Intravenous mineral acid infusions into fetal sheep stimulate increases in plasma adrenocorticotropic hormone (ACTH) and cortisol concentrations that correlate to the induced changes in arterial pH (pHa). We have recently demonstrated that ACTH and cortisol responses to mineral acid infusion in adult sheep are mediated by thromboxane A2 (TxA2). We designed the present experiments to test the hypothesis that fetal ACTH and cortisol responses are also mediated by TxA2. We infused chronically instrumented fetal sheep with 1 N HCl (0.5 ml/min i.v.) for 60 min, with or without pretreatment with the cyclooxygenase inhibitor flunixin-N-methylglucamine. HCl infusion significantly decreased pHa and significantly increased the arterial partial pressure of O2 (PaO2) and CO2 (PaCO2). Flunixin pretreatment significantly decreased fetal plasma thromboxane B2 (TxB2) concentrations but did not significantly alter the blood gas and pH response to HCl. TxB2 is a stable metabolite of TxA2 and was measured as an index of TxA2 generation. HCl increased fetal heart rate only in the flunixin group.
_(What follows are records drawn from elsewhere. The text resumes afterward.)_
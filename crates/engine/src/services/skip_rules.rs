use voicestack_core::onboarding::LocationOnboarding;
use voicestack_core::skip_rules::{self, SkipRule};

use crate::context::EngineContext;
use crate::error::EngineResult;

/// Decides which wizard questions can be hidden for a location.
#[derive(Clone)]
pub struct SkipRuleEngine {
    ctx: EngineContext,
}

impl SkipRuleEngine {
    pub fn new(ctx: EngineContext) -> Self {
        Self { ctx }
    }

    /// Rules for the location's current answers. A location without an
    /// onboarding record is evaluated as if nothing were answered.
    pub async fn get_skip_rules(&self, location_id: &str) -> EngineResult<Vec<SkipRule>> {
        let onboarding = self
            .ctx
            .store
            .get_onboarding(location_id)
            .await?
            .unwrap_or_default();
        let rules = skip_rules::get_skip_rules(&onboarding, &self.ctx.knowledge);

        tracing::debug!(
            location_id,
            skipped = rules.iter().filter(|r| r.should_skip).count(),
            "Skip rules evaluated",
        );
        Ok(rules)
    }

    /// The known call-forwarding answer for the location's provider, if any.
    pub async fn known_call_forwarding(&self, location_id: &str) -> EngineResult<Option<bool>> {
        let onboarding: LocationOnboarding = self
            .ctx
            .store
            .get_onboarding(location_id)
            .await?
            .unwrap_or_default();
        Ok(skip_rules::known_call_forwarding(
            &onboarding,
            &self.ctx.knowledge,
        ))
    }
}
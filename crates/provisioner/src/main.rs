//! `voicestack-provisioner` -- offline onboarding report and payload export.
//!
//! Loads a store snapshot, then for every location (or just one) prints a
//! JSON line with its submission readiness, dashboard warnings and the
//! generated provisioning payload.
//!
//! # Environment variables
//!
//! | Variable                     | Required | Default  | Description                        |
//! |------------------------------|----------|----------|------------------------------------|
//! | `VOICESTACK_SNAPSHOT_PATH`   | yes      | --       | Snapshot JSON file to load         |
//! | `VOICESTACK_LOCATION_ID`     | no       | all      | Only report this location          |
//! | `VOICESTACK_YEALINK_MODELS`  | no       | built-in | Comma-separated Yealink models     |
//! | `VOICESTACK_POLYCOM_MODELS`  | no       | built-in | Comma-separated Polycom models     |
//! | `VOICESTACK_PAYLOAD_VERSION` | no       | `1.0.0`  | Payload `version` string           |

use std::sync::Arc;

use anyhow::{bail, Context};
use serde::Serialize;
use tracing_subscriber::{layer::SubscriberExt, util::SubscriberInitExt};

use voicestack_core::provisioning::ProvisioningPayload;
use voicestack_core::session::SubmitCheck;
use voicestack_core::types::SystemClock;
use voicestack_core::warnings::LocationWarnings;
use voicestack_db::{InMemoryStore, Snapshot};
use voicestack_engine::{Engine, EngineConfig};

const ENV_SNAPSHOT_PATH: &str = "VOICESTACK_SNAPSHOT_PATH";
const ENV_LOCATION_ID: &str = "VOICESTACK_LOCATION_ID";

/// One output line per location.
#[derive(Serialize)]
#[serde(rename_all = "camelCase")]
struct LocationReport {
    location_id: String,
    location_name: String,
    submission: SubmitCheck,
    warnings: LocationWarnings,
    #[serde(skip_serializing_if = "Option::is_none")]
    payload: Option<ProvisioningPayload>,
    payload_errors: Vec<String>,
}

#[tokio::main]
async fn main() -> anyhow::Result<()> {
    dotenvy::dotenv().ok();

    tracing_subscriber::registry()
        .with(
            tracing_subscriber::EnvFilter::try_from_default_env()
                .unwrap_or_else(|_| "voicestack_provisioner=info,voicestack_engine=info".into()),
        )
        .with(tracing_subscriber::fmt::layer().with_writer(std::io::stderr))
        .init();

    // --- Configuration ---
    let config = EngineConfig::from_env()?;
    let snapshot_path = std::env::var(ENV_SNAPSHOT_PATH)
        .with_context(|| format!("{ENV_SNAPSHOT_PATH} environment variable is required"))?;
    let only_location = std::env::var(ENV_LOCATION_ID).ok();

    // --- Store ---
    let raw = tokio::fs::read_to_string(&snapshot_path)
        .await
        .with_context(|| format!("Failed to read snapshot {snapshot_path}"))?;
    let snapshot = Snapshot::from_json(&raw)
        .with_context(|| format!("Failed to parse snapshot {snapshot_path}"))?;

    let mut location_ids: Vec<(String, String)> = snapshot
        .locations
        .iter()
        .map(|l| (l.id.clone(), l.name.clone()))
        .collect();
    if let Some(wanted) = &only_location {
        location_ids.retain(|(id, _)| id == wanted);
        if location_ids.is_empty() {
            bail!("Location {wanted} is not in snapshot {snapshot_path}");
        }
    }

    let clock = Arc::new(SystemClock);
    let store = Arc::new(InMemoryStore::from_snapshot(snapshot, clock.clone()));
    let engine = Engine::new(store, clock, config);
    tracing::info!(
        snapshot = %snapshot_path,
        locations = location_ids.len(),
        "Snapshot loaded",
    );

    // --- Reports ---
    let mut failed = 0usize;
    for (location_id, location_name) in location_ids {
        let submission = engine.sessions.can_submit(&location_id).await?;
        let warnings = engine.warnings.calculate_location_warnings(&location_id).await;

        let (payload, payload_errors) =
            match engine.provisioning.generate_and_validate(&location_id).await {
                Ok(generated) => (Some(generated.payload), generated.validation.errors),
                Err(e) => {
                    tracing::warn!(error = %e, location_id = %location_id, "Payload not generated");
                    (None, vec![e.to_string()])
                }
            };
        if !payload_errors.is_empty() {
            failed += 1;
        }

        let report = LocationReport {
            location_id,
            location_name,
            submission,
            warnings,
            payload,
            payload_errors,
        };
        println!("{}", serde_json::to_string(&report)?);
    }

    if failed > 0 {
        bail!("{failed} location(s) did not produce a valid provisioning payload");
    }
    Ok(())
}
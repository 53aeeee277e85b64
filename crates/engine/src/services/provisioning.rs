use serde::Serialize;
use voicestack_core::provisioning::{
    build_payload, validate_payload, PayloadSource, PayloadValidation, ProvisioningPayload,
};

use crate::context::EngineContext;
use crate::error::{EngineError, EngineResult};

/// A payload together with its structural check.
#[derive(Debug, Clone, Serialize)]
pub struct GeneratedPayload {
    pub payload: ProvisioningPayload,
    pub validation: PayloadValidation,
}

#[derive(Clone)]
pub struct ProvisioningPayloadGenerator {
    ctx: EngineContext,
}

impl ProvisioningPayloadGenerator {
    pub fn new(ctx: EngineContext) -> Self {
        Self { ctx }
    }

    /// Build the payload for a location.
    ///
    /// Fails with `NotFound` when the location, its account or its
    /// onboarding record is missing.
    pub async fn generate(&self, location_id: &str) -> EngineResult<ProvisioningPayload> {
        let store = &self.ctx.store;

        let location = store
            .get_location(location_id)
            .await?
            .ok_or_else(|| EngineError::not_found("Location", location_id))?;
        let account = store
            .get_account(&location.account_id)
            .await?
            .ok_or_else(|| EngineError::not_found("Account", &location.account_id))?;
        let onboarding = store
            .get_onboarding(location_id)
            .await?
            .ok_or_else(|| EngineError::not_found("Onboarding", location_id))?;
        let phones = store.list_phones(location_id).await?;
        let users = store.list_users(location_id).await?;

        let payload = build_payload(
            PayloadSource {
                account: &account,
                location: &location,
                onboarding: &onboarding,
                phones: &phones,
                users: &users,
            },
            &self.ctx.config.payload_version,
            self.ctx.now(),
        );

        tracing::info!(
            location_id,
            account_id = %account.id,
            devices = payload.devices.len(),
            users = payload.users.len(),
            extensions = payload.extensions.len(),
            "Provisioning payload generated",
        );
        Ok(payload)
    }

    pub fn validate(&self, payload: &ProvisioningPayload) -> PayloadValidation {
        validate_payload(payload)
    }

    pub async fn generate_and_validate(&self, location_id: &str) -> EngineResult<GeneratedPayload> {
        let payload = self.generate(location_id).await?;
        let validation = self.validate(&payload);
        if !validation.valid {
            tracing::warn!(
                location_id,
                errors = ?validation.errors,
                "Provisioning payload failed validation",
            );
        }
        Ok(GeneratedPayload {
            payload,
            validation,
        })
    }
}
Plasma ACTH and cortisol concentrations were increased significantly in both groups; flunixin did not significantly alter the responses. HCl infusion did not significantly alter plasma TxB2 concentrations. We conclude that the fetal ACTH and cortisol responses to HCl infusion are not mediated by TxA2 or other prostanoids whose synthesis depends on cyclooxygenase activity.